I have an Engineer II Ohio. When I first got the watch it was running -2 to -3sec per 24 hours. It's loosened up a bit and I'm now at -51sec over the course of 11 days, laying the watch face down at night. I lose maybe 1sec per night with the watch in this position (versus 3-4 seconds/night any other way). On normal business (desk job) I lose approx. 3 secs from 7:00am to 10:00pm. On active outside days I lose maybe 2 secs on the wrist. 

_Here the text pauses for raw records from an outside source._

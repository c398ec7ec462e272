use crate::rpc::RpcError;
use thiserror::Error;

#[derive(Error, Debug, Clone, PartialEq)]
pub enum CommandError {
    #[error("Not connected to a daemon")]
    NotConnected,

    #[error("Invalid input: {0}")]
    Validation(String),

    #[error("Too many items in one batch: {count} (max {max})")]
    TooManyItems { count: usize, max: usize },

    #[error("Daemon error: {0}")]
    Rpc(#[from] RpcError),

    #[error("IO error: {0}")]
    Io(String),
}

impl From<std::io::Error> for CommandError {
    fn from(err: std::io::Error) -> Self {
        CommandError::Io(err.to_string())
    }
}

pub type CommandResult<T> = Result<T, CommandError>;
use anyhow::{bail, Context};
use glutton::command::{CommandReport, TorrentBatch, TorrentSource, UriBatch};
use glutton::store::StoreEvent;
use glutton::{AppConfig, GluttonClient};
use tokio::sync::broadcast::error::RecvError;

const USAGE: &str = "usage: glutton [--config PATH] [watch | add URI... | add-torrent FILE... | start GID... | pause GID... | remove GID... | history]";

#[tokio::main]
async fn main() -> anyhow::Result<()> {
    tracing_subscriber::fmt()
        .with_env_filter(
            tracing_subscriber::EnvFilter::try_from_default_env()
                .unwrap_or_else(|_| "glutton=info,warn".into()),
        )
        .init();

    // Parse command line arguments
    let mut args: Vec<String> = std::env::args().skip(1).collect();
    let config = if args.first().map(String::as_str) == Some("--config") {
        if args.len() < 2 {
            bail!(USAGE);
        }
        let path = args.remove(1);
        args.remove(0);
        AppConfig::load_or_default(&path).with_context(|| format!("loading {path}"))?
    } else {
        AppConfig::from_env()?
    };

    let command = if args.is_empty() {
        "watch".to_string()
    } else {
        args.remove(0)
    };

    if let Some(addr) = config.metrics_address {
        glutton::metrics::start_metrics_exporter(addr)?;
    }

    let client = GluttonClient::from_config(config).await?;

    match command.as_str() {
        "watch" => watch(&client).await?,
        "history" => {
            client.startup().await?;
            let history = client.sessions().history().await;
            if history.is_empty() {
                println!("No saved servers.");
            }
            for (i, server) in history.iter().enumerate() {
                println!("{i:>3}  {}", server.endpoint());
            }
        }
        "add" => {
            ensure_connected(&client).await?;
            let report = client.commands().add_uris(UriBatch::from_uris(args)).await?;
            print_report("Added", &report);
        }
        "add-torrent" => {
            let mut torrents = Vec::with_capacity(args.len());
            for path in &args {
                torrents.push(TorrentSource::from_path(path).await?);
            }
            ensure_connected(&client).await?;
            let report = client
                .commands()
                .add_torrents(TorrentBatch::new(torrents))
                .await?;
            print_report("Added", &report);
        }
        "start" => {
            ensure_connected(&client).await?;
            print_report("Started", &client.commands().start(&args).await?);
        }
        "pause" => {
            ensure_connected(&client).await?;
            print_report("Paused", &client.commands().pause(&args).await?);
        }
        "remove" => {
            ensure_connected(&client).await?;
            client.poller().tick().await;
            let mut targets = Vec::new();
            for gid in &args {
                match client.store().find(gid) {
                    Some(download) => targets.push(download),
                    None => eprintln!("Unknown gid {gid}, skipping"),
                }
            }
            print_report("Removed", &client.commands().remove(&targets).await?);
        }
        other => bail!("unknown command `{other}`\n{USAGE}"),
    }

    client.shutdown();
    Ok(())
}

/// Reconnect to the last server, falling back to the configured default.
async fn ensure_connected(client: &GluttonClient) -> anyhow::Result<()> {
    if client.startup().await? {
        return Ok(());
    }
    let server = client.config().default_server.clone();
    client
        .sessions()
        .connect(server.clone())
        .await
        .with_context(|| format!("connecting to {}", server.endpoint()))?;
    Ok(())
}

async fn watch(client: &GluttonClient) -> anyhow::Result<()> {
    let mut events = client.store().subscribe();
    ensure_connected(client).await?;

    let state = client.state();
    println!("Connected to {}", state.active_server.endpoint());
    if let Some(dir) = &state.default_destination {
        println!("Default destination: {dir}");
    }
    println!("Press Ctrl-C to stop.\n");

    loop {
        tokio::select! {
            _ = tokio::signal::ctrl_c() => break,
            event = events.recv() => match event {
                Ok(StoreEvent::Replaced { .. }) | Err(RecvError::Lagged(_)) => print_downloads(client),
                Ok(_) => {}
                Err(RecvError::Closed) => break,
            },
        }
    }
    Ok(())
}

fn print_downloads(client: &GluttonClient) {
    let stat = client.global_stat();
    println!(
        "down {} B/s  up {} B/s  active {}  waiting {}  stopped {}",
        stat.download_speed, stat.upload_speed, stat.num_active, stat.num_waiting, stat.num_stopped
    );
    for download in client.download_list() {
        println!(
            "  {}  {:<8}  {:>5.1}%  {}",
            download.gid,
            download.status.as_str(),
            download.progress() * 100.0,
            download.name()
        );
    }
    println!();
}

fn print_report(verb: &str, report: &CommandReport) {
    for gid in report.accepted() {
        println!("{verb} {gid}");
    }
    for failure in &report.failures {
        eprintln!(
            "Item {} ({}) failed: {}",
            failure.index,
            failure.gid.as_deref().unwrap_or("-"),
            failure.message
        );
    }
}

Yeah, I've been running a variety of tests  I find it very interesting to play with the nightime placment and see the effects.


----------



## Balldy

Proud owner of an Aviator - my first automatic watch. My old Boccia quartz was remarkably accurate (few seconds per year!) so I had to reset my expectations after reading in the forum how automatics behave. Idecided not to be obsessive about the accuracy of my Ball as long as it was reasonable. I was also intrigued by the "running in period" So decided to keep a record based on "real life usage" rather than a scientific test. I am a few weeks into it so results so far are listed below.

Factors to be aware of:-

I have an office Job.
Watch worn all day - removed overnight - stored face up
Adjusted to GMT each Sunday and wound a few turns.
Accuracy noted each day usually arround 10pm 
Watch not worn for periods at the weekend (doing garded/diy etc)
No watch winder.

Results averaged per 24hr period and then averaged per week.

week 1 = +8.7s
week 2 = +7.1S
week 3 = +5.0s
week 4 = +1.5s (ave dragged down due to one day at -10 secs)
week 5 = +5.3s
This week so far = +5.6s

From the above it looks like there is definately something to the "running in period" I am guessing my Ball is heading for a fairly steady range of say +4 to +6 which for a non COSC watch must be considered as pretty good - certainly not to be worried about.

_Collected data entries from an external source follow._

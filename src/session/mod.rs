//! Connection state and server history

pub mod error;
pub mod history;
pub mod manager;
pub mod store;
pub mod tracker;
pub mod types;

pub use error::{SessionError, SessionResult};
pub use history::ServerHistory;
pub use manager::SessionManager;
pub use store::{LocalStore, HISTORY_STORAGE_KEY};
pub use tracker::SessionTracker;
pub use types::{PollTicket, SessionState};
use crate::metrics;
use crate::rpc::error::{RpcError, RpcResult};
use crate::rpc::transport::{HttpTransport, RpcTransport};
use crate::rpc::types::{RpcBatch, ServerConfig, MULTICALL_METHOD};
use serde_json::{json, Value};
use std::sync::Arc;
use std::time::Duration;

/// Entry point for every call made to a daemon.
#[derive(Clone)]
pub struct RpcGateway {
    transport: Arc<dyn RpcTransport>,
}

impl RpcGateway {
    /// Gateway over any transport, e.g. an in-memory one in tests
    pub fn new(transport: Arc<dyn RpcTransport>) -> Self {
        Self { transport }
    }

    /// Gateway over HTTP with the given per-request timeout
    pub fn http(timeout: Duration) -> RpcResult<Self> {
        Ok(Self::new(Arc::new(HttpTransport::new(timeout)?)))
    }

    /// Send a single call.
    pub async fn call(
        &self,
        server: &ServerConfig,
        method: &str,
        params: Vec<Value>,
    ) -> RpcResult<Value> {
        tracing::debug!(server = %server, method, "rpc call");
        metrics::record_rpc_call(1);
        self.transport
            .request(server, method, with_token(server, params))
            .await
    }

    /// Send every call of `batch` in one `system.multicall` round-trip.
    ///
    /// The returned values line up with the batch's calls. A per-call fault
    /// comes back as its `{code, message}` object rather than failing the
    /// batch; use [`RpcFault::from_value`](crate::rpc::RpcFault::from_value)
    /// to tell them apart.
    pub async fn multicall(
        &self,
        server: &ServerConfig,
        batch: impl Into<RpcBatch>,
    ) -> RpcResult<Vec<Value>> {
        let batch = batch.into();
        if batch.is_empty() {
            return Ok(Vec::new());
        }

        let expected = batch.len();
        let calls: Vec<Value> = batch
            .calls()
            .iter()
            .map(|call| {
                json!({
                    "methodName": call.method_name,
                    "params": with_token(server, call.params.clone()),
                })
            })
            .collect();

        tracing::debug!(server = %server, calls = expected, "rpc multicall");
        metrics::record_rpc_batch(expected);

        let result = self
            .transport
            .request(server, MULTICALL_METHOD, vec![Value::Array(calls)])
            .await?;

        let items = match result {
            Value::Array(items) => items,
            other => {
                return Err(RpcError::MalformedResponse(format!(
                    "multicall returned {other} instead of an array"
                )));
            }
        };

        if items.len() != expected {
            return Err(RpcError::MalformedResponse(format!(
                "multicall returned {} results for {} calls",
                items.len(),
                expected
            )));
        }

        Ok(items.into_iter().map(unwrap_item).collect())
    }
}

fn with_token(server: &ServerConfig, mut params: Vec<Value>) -> Vec<Value> {
    if !server.secret.is_empty() {
        params.insert(0, Value::String(format!("token:{}", server.secret)));
    }
    params
}

// Successful multicall entries are wrapped in a one-element array.
fn unwrap_item(item: Value) -> Value {
    match item {
        Value::Array(mut inner) if inner.len() == 1 => inner.remove(0),
        other => other,
    }
}
//! Client-side gid assignment for new downloads.

use crate::command::error::{CommandError, CommandResult};

/// Largest batch whose items can get distinct gids from one timestamp.
pub const MAX_BATCH_ITEMS: usize = 256;

const TIMESTAMP_DIGITS: usize = 14;

/// Gid for item `index` of a batch created at `timestamp_ms`: the low 14
/// hex digits of the timestamp, left-padded with `f`, then two hex digits of
/// the index.
pub fn synthesize_gid(timestamp_ms: u64, index: u8) -> String {
    let hex = format!("{timestamp_ms:x}");
    let digits = &hex[hex.len().saturating_sub(TIMESTAMP_DIGITS)..];
    let padding = "f".repeat(TIMESTAMP_DIGITS - digits.len());
    format!("{padding}{digits}{index:02x}")
}

/// One gid per item for a batch of `count` items sharing `timestamp_ms`.
pub fn synthesize_gids(timestamp_ms: u64, count: usize) -> CommandResult<Vec<String>> {
    if count > MAX_BATCH_ITEMS {
        return Err(CommandError::TooManyItems {
            count,
            max: MAX_BATCH_ITEMS,
        });
    }
    Ok((0..count)
        .map(|index| synthesize_gid(timestamp_ms, index as u8))
        .collect())
}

I hope you find this useful - As recording the stats is now a habit I will keep going and maybe post some graphs.


----------



## enigmattic122

My week old Fireman 40mm has been averaging a gain of about 4 seconds a day since I got it, which really isn't terrible to me out of the box.

My Tissot PR50 with the same ETA 2824-2 movement (although of a lower grade no doubt) started with between -8 to +12 and eventually settled down to about -6 to +8.

I'm a student and a security guard. Sometimes I'm in a room the size of a large closet with about 15 computer monitors and a bunch of other things too, which I assume is more electronics per square metre than most offices. I also commute about three to four hours a day, I'm sure that helps it remain fully wound most of the time.


----------



## Law4778

Winston Wolf said:


> If you are going to be that fussy, you should get a Casio that syncs with the atomic clock every day..... the reason they put the -4 to +6 for COSC is because even 10 seconds per day is difficult to obtain in a mechanical watch. My Ball watches are accurate, equal to or more than my COSC watches. (Rolex, Omega) They will varry depending on how you wear them, if they are in a winder, position you lay them at night, etc. Don't expect miracles, everyone is different, but they will run within COSC is they have it, or you send it in to get it regulated for free.....


I ve got two atomic gshock's actually, i have recently started to get a bit anal regarding accuracy i know its sad, i am a one watch at a time guy and have always had mid range to expensive watches recently though i have started to get a bit hung up about my watch being spot on that is why i went down the atomic route a few weeks ago i went for a cheaper watch the MTG 1000 (my other one is a Mudman which i use when i know there is a chance of my watch getting damaged), i thought it looks good, its solar powered and atomic,

Well after about a week of wearing it the novalty wore off and i just saw it as a cheap watch and missed the quality of having a more substantial automatic watch on my wrist, so back to square one sell the MTG and get myself a nice mid range well made automatic watch, that is where the Ball comes in i know its not going to be bang on but there is no harm in wanting it to be as accurate as possible, sorry for the speach.


----------



## scottw44

While nothing is as accurate as a watch connected to an atomic signal, I enjoy wearing mechanical watches. I love having a miniature work of engineering on my wrist and I like for my watches to achieve to the best of their abilities.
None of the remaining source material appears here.